//! rollcall-hw — V4L2 frame source for the kiosk.
//!
//! Opens the capture device, converts YUYV/GREY/Y16 buffers to luminance
//! for presence sampling, and encodes JPEG stills for recognition.

pub mod camera;
pub mod frame;
pub mod source;

pub use camera::{Camera, DeviceInfo, PixelFormat};
pub use frame::FrameError;
pub use source::{CaptureSettings, V4lFrameSource};
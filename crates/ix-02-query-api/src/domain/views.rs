//! JSON response bodies.

use chrono::{DateTime, Utc};
use ix_01_sync_engine::{BlockHeader, SyncPhase, SyncStatus, Transaction, TxStatus};
use serde::{Deserialize, Serialize};

/// `GET /health`.
#[derive(Clone, Debug, PartialEq, Serialize, Deserialize)]
pub struct HealthView {
    pub status: String,
}

impl HealthView {
    pub fn ok() -> Self {
        Self {
            status: "ok".to_string(),
        }
    }
}

/// One block row.
#[derive(Clone, Debug, PartialEq, Serialize, Deserialize)]
pub struct BlockView {
    pub height: u64,
    pub hash: String,
    pub timestamp: DateTime<Utc>,
    pub anchor_height: u64,
}

impl From<BlockHeader> for BlockView {
    fn from(header: BlockHeader) -> Self {
        Self {
            height: header.height,
            hash: header.hash,
            timestamp: header.timestamp,
            anchor_height: header.anchor_height,
        }
    }
}

/// One transaction row.
#[derive(Clone, Debug, PartialEq, Serialize, Deserialize)]
pub struct TransactionView {
    pub txid: String,
    pub block_height: u64,
    pub data: serde_json::Value,
    pub status: TxStatus,
    pub settlement_ids: Vec<String>,
}

impl From<Transaction> for TransactionView {
    fn from(tx: Transaction) -> Self {
        Self {
            txid: tx.id,
            block_height: tx.block_height,
            data: tx.payload,
            status: tx.status,
            settlement_ids: tx.settlement_ids,
        }
    }
}

/// `GET /stats`: transaction counts over trailing windows of block time.
#[derive(Clone, Debug, PartialEq, Serialize, Deserialize)]
pub struct StatsView {
    pub tx_last_hour: u64,
    pub tx_last_day: u64,
    pub tx_last_week: u64,
    pub tps_last_hour: f64,
    pub total_blocks: u64,
}

/// `GET /status`.
#[derive(Clone, Debug, PartialEq, Serialize, Deserialize)]
pub struct StatusView {
    pub phase: SyncPhase,
    pub frontier: u64,
    pub chain_height: Option<u64>,
    pub percent_complete: f64,
    pub estimated_time_to_completion_ms: Option<u64>,
    pub elapsed_time_ms: u64,
    pub average_block_time_ms: Option<f64>,
    pub started_at: DateTime<Utc>,
    pub last_block_at: Option<DateTime<Utc>>,
}

impl From<&SyncStatus> for StatusView {
    fn from(status: &SyncStatus) -> Self {
        Self {
            phase: status.phase,
            frontier: status.frontier,
            chain_height: status.chain_height,
            percent_complete: status.percent_complete,
            estimated_time_to_completion_ms: status.estimated_remaining_ms,
            elapsed_time_ms: status.elapsed_ms,
            average_block_time_ms: status.average_block_millis,
            started_at: status.started_at,
            last_block_at: status.last_block_at,
        }
    }
}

:::::

Reproduce, exactly as they stand in the data above, the lines from the one that holds "One block row." to the one that holds "fn from(tx: Transaction)", inclusive.

## Written response
/// One block row.
#[derive(Clone, Debug, PartialEq, Serialize, Deserialize)]
pub struct BlockView {
    pub height: u64,
    pub hash: String,
    pub timestamp: DateTime<Utc>,
    pub anchor_height: u64,
}

impl From<BlockHeader> for BlockView {
    fn from(header: BlockHeader) -> Self {
        Self {
            height: header.height,
            hash: header.hash,
            timestamp: header.timestamp,
            anchor_height: header.anchor_height,
        }
    }
}

/// One transaction row.
#[derive(Clone, Debug, PartialEq, Serialize, Deserialize)]
pub struct TransactionView {
    pub txid: String,
    pub block_height: u64,
    pub data: serde_json::Value,
    pub status: TxStatus,
    pub settlement_ids: Vec<String>,
}

impl From<Transaction> for TransactionView {
    fn from(tx: Transaction) -> Self {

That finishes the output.